[Records for this exercise — start]
// =============================================================================
// Intelligent router — express / standard / deep lane selection
// =============================================================================
//
// Lane choice per candidate:
//   Express  — every quality sub-score clears a high floor AND system load
//              sits below its target. ~3 ms budget.
//   Standard — the default. ~8 ms budget.
//   Deep     — market stress above threshold OR strategy conflict on the
//              same symbol inside a small window. ~35 ms budget.
//
// Under load (queue depth past the high-watermark) lanes degrade
// deep -> standard -> express, bounded by a ceiling on the degraded
// fraction. Every degradation is recorded with its cause.
// =============================================================================

use serde::Serialize;
use tracing::debug;

use crate::config::PreEvalConfig;
use crate::types::{RegimeLabel, SignalCandidate};

/// Processing tier with its per-candidate time budget.
#[derive(Debug, Clone, Copy, PartialEq, Eq, Hash, Serialize)]
pub enum Lane {
    Express,
    Standard,
    Deep,
}

impl Lane {
    pub fn budget_ms(self) -> u64 {
        match self {
            Self::Express => 3,
            Self::Standard => 8,
            Self::Deep => 35,
        }
    }
}

impl std::fmt::Display for Lane {
    fn fmt(&self, f: &mut std::fmt::Formatter<'_>) -> std::fmt::Result {
        match self {
            Self::Express => write!(f, "express"),
            Self::Standard => write!(f, "standard"),
            Self::Deep => write!(f, "deep"),
        }
    }
}

/// Outcome of one routing decision.
#[derive(Debug, Clone, Copy)]
pub struct RouteDecision {
    pub lane: Lane,
    /// Set when load pressure pushed the candidate down a tier.
    pub degraded: bool,
}

/// Routes candidates by data-quality fingerprint, stress, and load.
pub struct IntelligentRouter {
    cfg: PreEvalConfig,
    /// Queue-depth fraction of the vetted channel, fed by the pipeline.
    load: f64,
    routed: u64,
    degraded: u64,
}

impl IntelligentRouter {
    pub fn new(cfg: PreEvalConfig) -> Self {
        Self {
            cfg,
            load: 0.0,
            routed: 0,
            degraded: 0,
        }
    }

    /// Update the observed downstream queue load (0.0 = empty, 1.0 = full).
    pub fn note_load(&mut self, load: f64) {
        self.load = load.clamp(0.0, 1.0);
    }

    /// Choose a lane. `ambiguous` flags conflicting strategies on the same
    /// symbol within the dedup window.
    pub fn route(&mut self, candidate: &SignalCandidate, ambiguous: bool) -> RouteDecision {
        let stressed = candidate.regime == RegimeLabel::HighVolatility
            || market_stress(candidate) >= self.cfg.stress_threshold;

        let natural = if stressed || ambiguous {
            Lane::Deep
        } else if candidate.quality.min() >= self.cfg.express_subscore_floor
            && self.load < self.cfg.express_load_target
        {
            Lane::Express
        } else {
            Lane::Standard
        };

        self.routed += 1;

        // Degradation path: only under pressure, only within the bound.
        let over_watermark = self.load >= self.cfg.queue_high_watermark;
        let within_bound =
            (self.degraded as f64) <= self.cfg.degrade_max_fraction * self.routed as f64;

        let lane = if over_watermark && within_bound && natural != Lane::Express {
            self.degraded += 1;
            let downgraded = match natural {
                Lane::Deep => Lane::Standard,
                Lane::Standard => Lane::Express,
                Lane::Express => Lane::Express,
            };
            debug!(
                candidate = %candidate.id,
                from = %natural,
                to = %downgraded,
                load = self.load,
                cause = "queue_pressure",
                "lane degraded"
            );
            downgraded
        } else {
            natural
        };

        RouteDecision {
            lane,
            degraded: lane != natural,
        }
    }

    pub fn degraded_count(&self) -> u64 {
        self.degraded
    }
}

/// Stress read from the candidate's own frame snapshot: wide bands or an
/// extreme ATR percentage.
fn market_stress(candidate: &SignalCandidate) -> f64 {
    let bbw = candidate
        .features
        .get("bb_width_20")
        .copied()
        .filter(|v| v.is_finite())
        .unwrap_or(0.0);
    let atr_pct = candidate
        .features
        .get("atr_pct_14")
        .copied()
        .filter(|v| v.is_finite())
        .unwrap_or(0.0);
    ((bbw / 8.0) + (atr_pct / 4.0)).clamp(0.0, 1.0)
}

// ---------------------------------------------------------------------------
// Tests
// ---------------------------------------------------------------------------

#[cfg(test)]
mod tests {
    use super::*;
    use crate::types::{Direction, PriorityBand, QualityScores, Timeframe};
    use std::collections::HashMap;

    fn candidate(min_subscore: f64, regime: RegimeLabel) -> SignalCandidate {
        SignalCandidate {
            id: "BTCUSDT:1m:60000:test".into(),
            symbol: "BTCUSDT".into(),
            timeframe: Timeframe::M1,
            close_time_ms: 60_000,
            direction: Direction::Long,
            strength: 0.8,
            confidence: 0.8,
            entry_price: 100.0,
            stop_loss: 99.0,
            take_profit: 102.0,
            expires_at_ms: 900_000,
            strategy: "test".into(),
            features: HashMap::new(),
            quality: QualityScores {
                data_completeness: min_subscore,
                signal_clarity: min_subscore,
                confidence: min_subscore,
                volatility_fit: min_subscore,
                liquidity_fit: min_subscore,
            },
            band: PriorityBand::Medium,
            regime,
            emitted_at_ms: 60_000,
        }
    }

    #[test]
    fn pristine_candidate_rides_express_when_quiet() {
        let mut router = IntelligentRouter::new(PreEvalConfig::default());
        router.note_load(0.1);
        let d = router.route(&candidate(0.9, RegimeLabel::RangeBound), false);
        assert_eq!(d.lane, Lane::Express);
        assert!(!d.degraded);
    }

    #[test]
    fn default_is_standard() {
        let mut router = IntelligentRouter::new(PreEvalConfig::default());
        router.note_load(0.1);
        let d = router.route(&candidate(0.6, RegimeLabel::RangeBound), false);
        assert_eq!(d.lane, Lane::Standard);
    }

    #[test]
    fn stress_or_ambiguity_goes_deep() {
        let mut router = IntelligentRouter::new(PreEvalConfig::default());
        router.note_load(0.1);

        let d = router.route(&candidate(0.9, RegimeLabel::HighVolatility), false);
        assert_eq!(d.lane, Lane::Deep);

        let d = router.route(&candidate(0.9, RegimeLabel::RangeBound), true);
        assert_eq!(d.lane, Lane::Deep);
    }

    #[test]
    fn load_cannot_lift_into_express_without_quality() {
        let mut router = IntelligentRouter::new(PreEvalConfig::default());
        router.note_load(0.6); // above express target, below watermark
        let d = router.route(&candidate(0.95, RegimeLabel::RangeBound), false);
        assert_eq!(d.lane, Lane::Standard);
    }

    #[test]
    fn watermark_degrades_and_respects_bound() {
        let mut router = IntelligentRouter::new(PreEvalConfig::default());
        router.note_load(0.95);

        // Deep degrades to standard under pressure.
        let d = router.route(&candidate(0.9, RegimeLabel::HighVolatility), false);
        assert_eq!(d.lane, Lane::Standard);
        assert!(d.degraded);

        // Standard degrades to express.
        let d = router.route(&candidate(0.6, RegimeLabel::RangeBound), false);
        assert_eq!(d.lane, Lane::Express);
        assert!(d.degraded);

        // The bound (50 %) stops further degradation: 2 of 3 would exceed it.
        let d = router.route(&candidate(0.6, RegimeLabel::RangeBound), false);
        assert_eq!(d.lane, Lane::Standard);
        assert!(!d.degraded);
        assert_eq!(router.degraded_count(), 2);
    }

    #[test]
    fn lane_budgets_are_tiered() {
        assert!(Lane::Express.budget_ms() < Lane::Standard.budget_ms());
        assert!(Lane::Standard.budget_ms() < Lane::Deep.budget_ms());
    }
}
[Records for this exercise — finish]
Required work:
Return all lines from the entries that contain the string "struct".

Solution:
pub struct RouteDecision {
pub struct IntelligentRouter {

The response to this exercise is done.